The argasid tick Hyalomma marginatum was found in pale crag martin nests on a sarcophagus and an ancient tomb in Egypt. This tick has been implicated in the transmission of Bahig virus, a pathogenic arbovirus previously thought to be transmitted only by mosquitoes. Another argasid tick, Argas africolumbae, was found in a nest of the closely related rock martins in Kenya. The nasal mite Ptilonyssus echinatus was found in a pale crag martin in the Tibesti Mountains of northern Chad.

==Status==
The pale crag martin has a very large range of 19.8 e6km2. The total population is unknown, but the bird is described as very common in Jordan and common in Egypt. It has an expanding range and increasing population. Its large range and presumably high numbers mean that the pale crag martin is not considered to be threatened, and it is classed as Least Concern on the IUCN Red List.

This species is locally common in Algeria, scarce in Morocco, and scarce in Pakistan.
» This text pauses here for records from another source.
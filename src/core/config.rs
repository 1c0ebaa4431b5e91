use serde::{Deserialize, Serialize};
use std::fs::File;
use std::io::BufReader;
use std::path::Path;
use std::time::Duration;

#[derive(Debug, thiserror::Error)]
pub enum ConfigError {
    #[error("cannot read config file: {0}")]
    Io(#[from] std::io::Error),
    #[error("config file is not valid JSON: {0}")]
    Json(#[from] serde_json::Error),
    #[error("invalid config value: {0}")]
    Invalid(String),
}

/// Upper bound on dividend holding periods and windows, in days
pub const MAX_DIVIDEND_DAYS: i64 = 3650;

/// Ledger settings. Every field has a default, so a config file only needs
/// to name what it overrides.
#[derive(Debug, Clone, PartialEq, Serialize, Deserialize)]
#[serde(default)]
pub struct LedgerConfig {
    /// Currency assumed when an import row or broker order has none
    pub default_currency: String,
    pub processor: ProcessorConfig,
    pub sync: SyncConfig,
    pub dividends: DividendConfig,
    pub csv: CsvConfig,
}

impl Default for LedgerConfig {
    fn default() -> Self {
        LedgerConfig {
            default_currency: "USD".to_string(),
            processor: ProcessorConfig::default(),
            sync: SyncConfig::default(),
            dividends: DividendConfig::default(),
            csv: CsvConfig::default(),
        }
    }
}

impl LedgerConfig {
    pub fn load(path: &Path) -> Result<Self, ConfigError> {
        let reader = BufReader::new(File::open(path)?);
        let config: LedgerConfig = serde_json::from_reader(reader)?;
        config.validate()?;
        log::debug!("loaded config from {}", path.display());
        Ok(config)
    }

    pub fn validate(&self) -> Result<(), ConfigError> {
        if self.default_currency.trim().is_empty() {
            return Err(ConfigError::Invalid("default_currency is empty".into()));
        }
        if self.processor.max_append_retries == 0 {
            return Err(ConfigError::Invalid(
                "processor.max_append_retries must be at least 1".into(),
            ));
        }
        if self.sync.max_attempts == 0 {
            return Err(ConfigError::Invalid(
                "sync.max_attempts must be at least 1".into(),
            ));
        }
        if self.dividends.min_holding_days < 0 || self.dividends.window_days < 0 {
            return Err(ConfigError::Invalid(
                "dividend holding periods must not be negative".into(),
            ));
        }
        if self.dividends.min_holding_days > MAX_DIVIDEND_DAYS
            || self.dividends.window_days > MAX_DIVIDEND_DAYS
        {
            return Err(ConfigError::Invalid(format!(
                "dividend holding periods must not exceed {} days",
                MAX_DIVIDEND_DAYS
            )));
        }
        Ok(())
    }
}

#[derive(Debug, Clone, PartialEq, Serialize, Deserialize)]
#[serde(default)]
pub struct ProcessorConfig {
    /// Attempts at an optimistic append before giving up on a command
    pub max_append_retries: u32,
}

impl Default for ProcessorConfig {
    fn default() -> Self {
        ProcessorConfig {
            max_append_retries: 3,
        }
    }
}

#[derive(Debug, Clone, PartialEq, Serialize, Deserialize)]
#[serde(default)]
pub struct SyncConfig {
    /// Broker fetch attempts per sync run
    pub max_attempts: u32,
    pub initial_backoff_ms: u64,
    pub backoff_multiplier: u32,
}

impl Default for SyncConfig {
    fn default() -> Self {
        SyncConfig {
            max_attempts: 3,
            initial_backoff_ms: 500,
            backoff_multiplier: 2,
        }
    }
}

impl SyncConfig {
    /// Delay before retry number `retry` (1-based)
    pub fn backoff(&self, retry: u32) -> Duration {
        let factor = u64::from(self.backoff_multiplier).saturating_pow(retry.saturating_sub(1));
        Duration::from_millis(self.initial_backoff_ms.saturating_mul(factor))
    }
}

#[derive(Debug, Clone, PartialEq, Serialize, Deserialize)]
#[serde(default)]
pub struct DividendConfig {
    /// Days the position must be held inside the window to qualify
    pub min_holding_days: i64,
    /// Days either side of the dividend date forming the window
    pub window_days: i64,
}

impl Default for DividendConfig {
    fn default() -> Self {
        DividendConfig {
            min_holding_days: 61,
            window_days: 60,
        }
    }
}

#[derive(Debug, Clone, Default, PartialEq, Serialize, Deserialize)]
#[serde(default)]
pub struct CsvConfig {
    /// chrono format tried before the built-in date formats
    pub date_format: Option<String>,
}

#[cfg(test)]
mod tests {
    use super::*;

    #[test]
    fn partial_config_keeps_defaults() {
        let config: LedgerConfig =
            serde_json::from_str(r#"{ "dividends": { "min_holding_days": 91 } }"#).unwrap();
        assert_eq!(config.dividends.min_holding_days, 91);
        assert_eq!(config.dividends.window_days, 60);
        assert_eq!(config.sync.max_attempts, 3);
        assert_eq!(config.default_currency, "USD");
        config.validate().unwrap();
    }

    #[test]
    fn zero_attempts_rejected() {
        let mut config = LedgerConfig::default();
        config.sync.max_attempts = 0;
        assert!(matches!(config.validate(), Err(ConfigError::Invalid(_))));
    }

    #[test]
    fn oversized_dividend_window_rejected() {
        let mut config = LedgerConfig::default();
        config.dividends.window_days = i64::MAX;
        assert!(matches!(config.validate(), Err(ConfigError::Invalid(_))));

        let mut config = LedgerConfig::default();
        config.dividends.min_holding_days = MAX_DIVIDEND_DAYS + 1;
        assert!(matches!(config.validate(), Err(ConfigError::Invalid(_))));

        config.dividends.min_holding_days = MAX_DIVIDEND_DAYS;
        config.validate().unwrap();
    }

    #[test]
    fn backoff_grows_exponentially() {
        let sync = SyncConfig {
            max_attempts: 3,
            initial_backoff_ms: 100,
            backoff_multiplier: 2,
        };
        assert_eq!(sync.backoff(1), Duration::from_millis(100));
        assert_eq!(sync.backoff(2), Duration::from_millis(200));
        assert_eq!(sync.backoff(3), Duration::from_millis(400));
    }
}
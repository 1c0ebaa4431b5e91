//! Event-sourced investment ledger.
//!
//! Every change to an investment is an immutable event in a per-investment
//! stream. Current positions are folds over those streams, ingestion adapters
//! turn CSV exports and broker orders into idempotent commands, and the tax
//! reports replay the log for a calendar year.

pub mod core;
pub mod ingest;
pub mod tax;
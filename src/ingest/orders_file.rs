use super::broker::{BrokerClient, BrokerError, BrokerOrder};
use chrono::{DateTime, Utc};
use std::fs::File;
use std::io::{self, BufReader};
use std::path::{Path, PathBuf};

/// Broker client backed by a JSON array of filled orders, as exported by a
/// broker's order history
#[derive(Debug, Clone)]
pub struct JsonOrdersFile {
    path: PathBuf,
}

impl JsonOrdersFile {
    pub fn new(path: impl AsRef<Path>) -> Self {
        JsonOrdersFile {
            path: path.as_ref().to_path_buf(),
        }
    }
}

impl BrokerClient for JsonOrdersFile {
    fn fetch_filled_orders_since(
        &self,
        since: Option<DateTime<Utc>>,
    ) -> Result<Vec<BrokerOrder>, BrokerError> {
        let file = File::open(&self.path).map_err(|e| {
            let message = format!("{}: {}", self.path.display(), e);
            match e.kind() {
                io::ErrorKind::NotFound | io::ErrorKind::PermissionDenied => {
                    BrokerError::Permanent(message)
                }
                _ => BrokerError::Transient(message),
            }
        })?;
        let mut orders: Vec<BrokerOrder> = serde_json::from_reader(BufReader::new(file))
            .map_err(|e| BrokerError::Permanent(format!("{}: {}", self.path.display(), e)))?;

        // the checkpoint boundary is inclusive; idempotency absorbs the overlap
        orders.retain(|o| since.map_or(true, |since| o.filled_at >= since));
        orders.sort_by_key(|o| o.filled_at);
        Ok(orders)
    }

    fn broker_name(&self) -> &str {
        "orders-file"
    }
}
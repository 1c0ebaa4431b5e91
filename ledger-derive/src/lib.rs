use proc_macro::TokenStream;
use quote::quote;
use syn::{parse_macro_input, Attribute, Data, DeriveInput, Fields, Lit, LitStr, Meta, Type};

/// Derive macro describing the logical columns of a CSV import row.
///
/// For each named field it records:
/// - the canonical column name (respects `#[serde(rename = "...")]`)
/// - whether the column is required (anything that is not `Option<T>`)
/// - a description taken from the doc comments
/// - header aliases from `#[csv(alias = "...")]`, repeatable
///
/// Generates a `csv_fields() -> &'static [CsvField]` associated function. A
/// `CsvField` type with `name`, `required`, `description` and `aliases` fields
/// must be in scope where the derive is used.
#[proc_macro_derive(CsvFields, attributes(csv, serde))]
pub fn derive_csv_fields(input: TokenStream) -> TokenStream {
    let input = parse_macro_input!(input as DeriveInput);
    match expand(&input) {
        Ok(tokens) => tokens.into(),
        Err(err) => err.to_compile_error().into(),
    }
}

struct FieldInfo {
    name: String,
    required: bool,
    description: String,
    aliases: Vec<String>,
}

fn expand(input: &DeriveInput) -> syn::Result<proc_macro2::TokenStream> {
    let name = &input.ident;

    let fields = match &input.data {
        Data::Struct(data) => match &data.fields {
            Fields::Named(fields) => &fields.named,
            _ => {
                return Err(syn::Error::new_spanned(
                    name,
                    "CsvFields only supports structs with named fields",
                ))
            }
        },
        _ => {
            return Err(syn::Error::new_spanned(
                name,
                "CsvFields only supports structs",
            ))
        }
    };

    let mut infos = Vec::with_capacity(fields.len());
    for field in fields {
        let ident = field
            .ident
            .as_ref()
            .ok_or_else(|| syn::Error::new_spanned(field, "expected a named field"))?;
        let column = serde_rename(&field.attrs)?.unwrap_or_else(|| ident.to_string());
        infos.push(FieldInfo {
            name: column,
            required: !is_option_type(&field.ty),
            description: doc_comment(&field.attrs),
            aliases: csv_aliases(&field.attrs)?,
        });
    }

    let entries = infos.iter().map(|info| {
        let FieldInfo {
            name,
            required,
            description,
            aliases,
        } = info;
        quote! {
            CsvField {
                name: #name,
                required: #required,
                description: #description,
                aliases: &[#(#aliases),*],
            }
        }
    });

    Ok(quote! {
        impl #name {
            pub fn csv_fields() -> &'static [CsvField] {
                static FIELDS: &[CsvField] = &[
                    #(#entries),*
                ];
                FIELDS
            }
        }
    })
}

fn csv_aliases(attrs: &[Attribute]) -> syn::Result<Vec<String>> {
    let mut aliases = Vec::new();
    for attr in attrs.iter().filter(|a| a.path().is_ident("csv")) {
        attr.parse_nested_meta(|meta| {
            if meta.path.is_ident("alias") {
                let value: LitStr = meta.value()?.parse()?;
                aliases.push(value.value());
                Ok(())
            } else {
                Err(meta.error("unsupported csv attribute, expected `alias = \"...\"`"))
            }
        })?;
    }
    Ok(aliases)
}

fn serde_rename(attrs: &[Attribute]) -> syn::Result<Option<String>> {
    let mut rename = None;
    for attr in attrs.iter().filter(|a| a.path().is_ident("serde")) {
        attr.parse_nested_meta(|meta| {
            if meta.path.is_ident("rename") {
                let value: LitStr = meta.value()?.parse()?;
                rename = Some(value.value());
            } else if meta.input.peek(syn::Token![=]) {
                // other key = value serde options are not our concern
                let _: syn::Expr = meta.value()?.parse()?;
            }
            Ok(())
        })?;
    }
    Ok(rename)
}

fn doc_comment(attrs: &[Attribute]) -> String {
    attrs
        .iter()
        .filter_map(|attr| {
            if !attr.path().is_ident("doc") {
                return None;
            }
            if let Meta::NameValue(meta) = &attr.meta {
                if let syn::Expr::Lit(expr_lit) = &meta.value {
                    if let Lit::Str(lit_str) = &expr_lit.lit {
                        return Some(lit_str.value().trim().to_string());
                    }
                }
            }
            None
        })
        .collect::<Vec<_>>()
        .join(" ")
}

fn is_option_type(ty: &Type) -> bool {
    if let Type::Path(type_path) = ty {
        if let Some(segment) = type_path.path.segments.last() {
            return segment.ident == "Option";
        }
    }
    false
}
use super::events::{
    InvestmentCreated, InvestmentId, InvestmentKind, LedgerEvent, RecordedEvent,
    TransactionKind, TransactionRecorded, ValuationUpdated,
};
use chrono::NaiveDate;
use rust_decimal::Decimal;
use serde::Serialize;
use std::collections::HashMap;

#[derive(Debug, Clone, Copy, PartialEq, Eq, Default, Serialize)]
#[serde(rename_all = "snake_case")]
pub enum PositionStatus {
    #[default]
    Active,
    Sold,
}

/// Terminal facts of a fully liquidated position
#[derive(Debug, Clone, PartialEq, Eq, Serialize)]
pub struct Liquidation {
    pub date: NaiveDate,
    pub unit_price: Decimal,
    pub proceeds: Decimal,
}

/// Current state of one investment, folded from its event stream
#[derive(Debug, Clone, PartialEq, Default, Serialize)]
pub struct InvestmentState {
    pub investment_id: Option<InvestmentId>,
    pub owner: String,
    pub symbol: String,
    pub name: String,
    pub kind: InvestmentKind,
    pub currency: String,
    pub institution: Option<String>,
    pub account_number: Option<String>,
    pub quantity: Decimal,
    pub average_cost: Decimal,
    /// Capital committed without units attached (unfunded creation)
    pub invested_capital: Decimal,
    pub total_fees: Decimal,
    pub total_dividends: Decimal,
    pub realized_gain: Decimal,
    pub status: PositionStatus,
    pub acquisition_date: Option<NaiveDate>,
    pub liquidation: Option<Liquidation>,
    pub market_value: Option<Decimal>,
    pub valuation_date: Option<NaiveDate>,
    /// External keys applied to this stream, mapped to their sequence number
    #[serde(skip)]
    pub applied_keys: HashMap<String, u64>,
    /// Sequence number of the last folded event
    pub version: u64,
}

impl InvestmentState {
    pub fn is_active(&self) -> bool {
        self.status == PositionStatus::Active
    }

    /// Held units at average cost, plus capital committed without units
    pub fn cost_basis(&self) -> Decimal {
        self.quantity
            .saturating_mul(self.average_cost)
            .saturating_add(self.invested_capital)
    }

    pub fn unrealized_gain(&self) -> Option<Decimal> {
        self.market_value.map(|value| value - self.cost_basis())
    }

    pub fn has_applied(&self, key: &str) -> bool {
        self.applied_keys.contains_key(key)
    }

    /// Whether folding `tx` next stays within decimal range
    pub fn can_fold(&self, tx: &TransactionRecorded) -> bool {
        let mut trial = self.clone();
        trial.apply_transaction(tx).is_some()
    }

    /// Fold one recorded event into the state.
    ///
    /// Never fails: an event sequence the processor would have rejected is
    /// reported as an invariant violation and saturated. An event whose
    /// arithmetic overflows is left unapplied.
    pub fn apply(&mut self, recorded: &RecordedEvent) {
        if recorded.sequence != self.version + 1 {
            log::error!(
                "invariant violation: {} expected sequence {} but folded {}",
                recorded.investment_id,
                self.version + 1,
                recorded.sequence
            );
            debug_assert!(false, "event sequence gap in {}", recorded.investment_id);
        }
        self.version = recorded.sequence;

        let folded = match &recorded.event {
            LedgerEvent::InvestmentCreated(created) => self.apply_created(created),
            LedgerEvent::TransactionRecorded(tx) => {
                self.applied_keys
                    .insert(tx.transaction_id.clone(), recorded.sequence);
                self.apply_transaction(tx)
            }
            LedgerEvent::ValuationUpdated(valuation) => {
                self.apply_valuation(valuation);
                Some(())
            }
        };
        if folded.is_none() {
            log::error!(
                "invariant violation: {} #{} overflows decimal range, left unapplied",
                recorded.investment_id,
                recorded.sequence
            );
            debug_assert!(false, "decimal overflow in {}", recorded.investment_id);
        }
    }

    fn apply_created(&mut self, created: &InvestmentCreated) -> Option<()> {
        self.investment_id = Some(created.investment_id.clone());
        self.owner = created.owner.clone();
        self.symbol = created.symbol.clone();
        self.name = created.name.clone();
        self.kind = created.kind;
        self.currency = created.currency.clone();
        self.institution = created.institution.clone();
        self.account_number = created.account_number.clone();
        self.status = PositionStatus::Active;
        self.acquisition_date = Some(created.start_date);

        match created.initial_quantity {
            Some(qty) if qty > Decimal::ZERO => {
                self.average_cost = created.initial_investment.checked_div(qty)?;
                self.quantity = qty;
            }
            _ => {
                self.quantity = Decimal::ZERO;
                self.invested_capital = created.initial_investment;
            }
        }
        Some(())
    }

    /// Fold a transaction, committing nothing when any step overflows
    fn apply_transaction(&mut self, tx: &TransactionRecorded) -> Option<()> {
        let total_fees = self.total_fees.checked_add(tx.fees)?;
        match tx.kind {
            TransactionKind::Buy => {
                let cost = tx.amount.checked_add(tx.fees)?;
                self.add_units(tx.quantity, cost, tx.date)?;
            }
            TransactionKind::DividendReinvestment => {
                let total_dividends = self.total_dividends.checked_add(tx.amount)?;
                if tx.quantity > Decimal::ZERO {
                    let cost = tx.amount.checked_add(tx.fees)?;
                    self.add_units(tx.quantity, cost, tx.date)?;
                }
                self.total_dividends = total_dividends;
            }
            TransactionKind::Dividend => {
                self.total_dividends = self.total_dividends.checked_add(tx.amount)?;
            }
            TransactionKind::Sell => {
                let sold = tx.quantity.min(self.quantity);
                let basis = sold.checked_mul(self.average_cost)?;
                let proceeds = tx.amount.checked_sub(tx.fees)?;
                let realized_gain = self
                    .realized_gain
                    .checked_add(proceeds.checked_sub(basis)?)?;
                self.remove_units(tx.quantity, tx);
                self.realized_gain = realized_gain;
                if self.quantity.is_zero() {
                    self.status = PositionStatus::Sold;
                    self.liquidation = Some(Liquidation {
                        date: tx.date,
                        unit_price: tx.unit_price,
                        proceeds,
                    });
                }
            }
            TransactionKind::TransferIn => {
                self.quantity = self.quantity.checked_add(tx.quantity)?;
            }
            TransactionKind::TransferOut => {
                self.remove_units(tx.quantity, tx);
            }
        }
        self.total_fees = total_fees;
        Some(())
    }

    fn add_units(&mut self, quantity: Decimal, cost: Decimal, date: NaiveDate) -> Option<()> {
        let new_quantity = self.quantity.checked_add(quantity)?;
        if !new_quantity.is_zero() {
            let held_cost = self.quantity.checked_mul(self.average_cost)?;
            self.average_cost = held_cost.checked_add(cost)?.checked_div(new_quantity)?;
        }
        self.quantity = new_quantity;
        self.acquisition_date = Some(match self.acquisition_date {
            Some(existing) => existing.min(date),
            None => date,
        });
        Some(())
    }

    /// Remove units, saturating at zero when more are removed than held
    fn remove_units(&mut self, quantity: Decimal, tx: &TransactionRecorded) {
        if quantity > self.quantity {
            log::error!(
                "invariant violation: {} removes {} units of {} but only {} held",
                tx.transaction_id,
                quantity,
                tx.investment_id,
                self.quantity
            );
            debug_assert!(false, "quantity would go negative in {}", tx.investment_id);
            self.quantity = Decimal::ZERO;
            return;
        }
        self.quantity -= quantity;
    }

    fn apply_valuation(&mut self, valuation: &ValuationUpdated) {
        self.market_value = Some(valuation.new_value);
        self.valuation_date = Some(valuation.valuation_date);
    }
}

/// Fold an ordered event sequence into investment state
pub fn project<'a, I>(events: I) -> InvestmentState
where
    I: IntoIterator<Item = &'a RecordedEvent>,
{
    let mut state = InvestmentState::default();
    for event in events {
        state.apply(event);
    }
    state
}
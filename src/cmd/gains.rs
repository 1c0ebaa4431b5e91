//! Gains command - realized capital gains and losses for a tax year

use super::{format_amount, format_quantity, format_signed, print_json, print_table, Context};
use clap::Args;
use invest_ledger::tax::{gains, GainLossLine, GainLossReport, TaxYear};
use std::io;
use tabled::Tabled;

#[derive(Args, Debug)]
pub struct GainsCommand {
    /// Owner to report on
    #[arg(short, long)]
    owner: String,

    /// Calendar tax year (e.g. 2024)
    #[arg(short, long)]
    year: i32,

    /// Output as JSON instead of formatted table
    #[arg(long, conflicts_with = "csv")]
    json: bool,

    /// Output sale lines as CSV
    #[arg(long)]
    csv: bool,
}

#[derive(Debug, Clone, Tabled, serde::Serialize)]
struct SaleRow {
    #[tabled(rename = "Sold")]
    sale_date: String,
    #[tabled(rename = "Acquired")]
    acquisition_date: String,
    #[tabled(rename = "Investment")]
    investment: String,
    #[tabled(rename = "Quantity")]
    quantity: String,
    #[tabled(rename = "Proceeds")]
    proceeds: String,
    #[tabled(rename = "Cost Basis")]
    cost_basis: String,
    #[tabled(rename = "Gain/Loss")]
    gain: String,
    #[tabled(rename = "Days")]
    holding_days: i64,
    #[tabled(rename = "Term")]
    term: String,
}

impl From<&GainLossLine> for SaleRow {
    fn from(line: &GainLossLine) -> Self {
        SaleRow {
            sale_date: line.sale_date.format("%Y-%m-%d").to_string(),
            acquisition_date: line.acquisition_date.format("%Y-%m-%d").to_string(),
            investment: line.investment_id.to_string(),
            quantity: format_quantity(line.quantity),
            proceeds: format_amount(line.proceeds),
            cost_basis: format_amount(line.cost_basis),
            gain: format_signed(line.gain),
            holding_days: line.holding_days,
            term: line.period.display().to_string(),
        }
    }
}

impl GainsCommand {
    pub fn exec(&self, ctx: &Context) -> anyhow::Result<()> {
        let log = ctx.open_log()?;
        let report = gains::compute_for_year(&log, &self.owner, TaxYear(self.year))?;

        if self.json {
            return print_json(&report);
        }
        if self.csv {
            return write_csv(&report);
        }

        println!(
            "Capital gains for {} - tax year {}",
            report.owner,
            report.tax_year.display()
        );
        println!();
        if report.lines.is_empty() {
            println!("No sales in this tax year");
            return Ok(());
        }
        print_table(report.lines.iter().map(SaleRow::from).collect());
        println!();
        println!("Proceeds:           {}", format_amount(report.total_proceeds()));
        println!("Cost basis:         {}", format_amount(report.total_cost_basis()));
        println!(
            "Short-term:         {} gains, {} losses, net {}",
            format_amount(report.short_term_gains),
            format_amount(report.short_term_losses),
            format_signed(report.net_short_term())
        );
        println!(
            "Long-term:          {} gains, {} losses, net {}",
            format_amount(report.long_term_gains),
            format_amount(report.long_term_losses),
            format_signed(report.net_long_term())
        );
        println!("Net gain/loss:      {}", format_signed(report.net()));
        Ok(())
    }
}

fn write_csv(report: &GainLossReport) -> anyhow::Result<()> {
    let mut wtr = csv::Writer::from_writer(io::stdout());
    for line in &report.lines {
        wtr.serialize(SaleRow::from(line))?;
    }
    wtr.flush()?;
    Ok(())
}
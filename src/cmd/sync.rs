//! Sync command - pull filled orders from a broker export

use super::{print_batch, print_json, Context};
use clap::Args;
use invest_ledger::ingest::{BrokerSync, JsonOrdersFile};
use std::path::PathBuf;

#[derive(Args, Debug)]
pub struct SyncCommand {
    /// JSON file of filled orders
    #[arg(long)]
    orders: PathBuf,

    /// Owner of the synced transactions
    #[arg(short, long)]
    owner: String,

    /// Connection name the checkpoint is stored under
    #[arg(long, default_value = "default")]
    connection: String,

    /// Output the sync report as JSON
    #[arg(long)]
    json: bool,
}

impl SyncCommand {
    pub fn exec(&self, ctx: &Context) -> anyhow::Result<()> {
        let processor = ctx.processor()?;
        let client = JsonOrdersFile::new(&self.orders);
        let sync = BrokerSync::new(
            &processor,
            processor.log(),
            ctx.config.sync.clone(),
            &ctx.config.default_currency,
        );
        let report = sync.run(&client, &self.owner, &self.connection)?;

        if self.json {
            return print_json(&report);
        }
        println!("Connection: {}", report.connection);
        println!("Fetched:    {}", report.fetched);
        print_batch(&report.summary);
        match report.checkpoint {
            Some(at) => println!("Checkpoint: {}", at.to_rfc3339()),
            None => println!("Checkpoint: unchanged"),
        }
        Ok(())
    }
}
It has colonised southern Israel, where it breeds on houses, since the 1970s, and large numbers may occur outside the breeding season in Saudi Arabia and Oman. Population estimates include 10,000 to 100,000 pairs breeding in Egypt, 10,000 pairs in the United Arab Emirates, and an Arabian winter population of up to 150,000 birds in flocks that sometimes contain 300–500 birds. A large breeding range expansion in the Arabian Peninsula has been aided by the use of high-rise buildings as nesting sites, and possibly a greater supply of insects from agricultural land. Breeding is now regular in Abu Dhabi, and Qatar's tall buildings may be the next site for colonisation. The pale crag martin first bred in Iraq in 2009.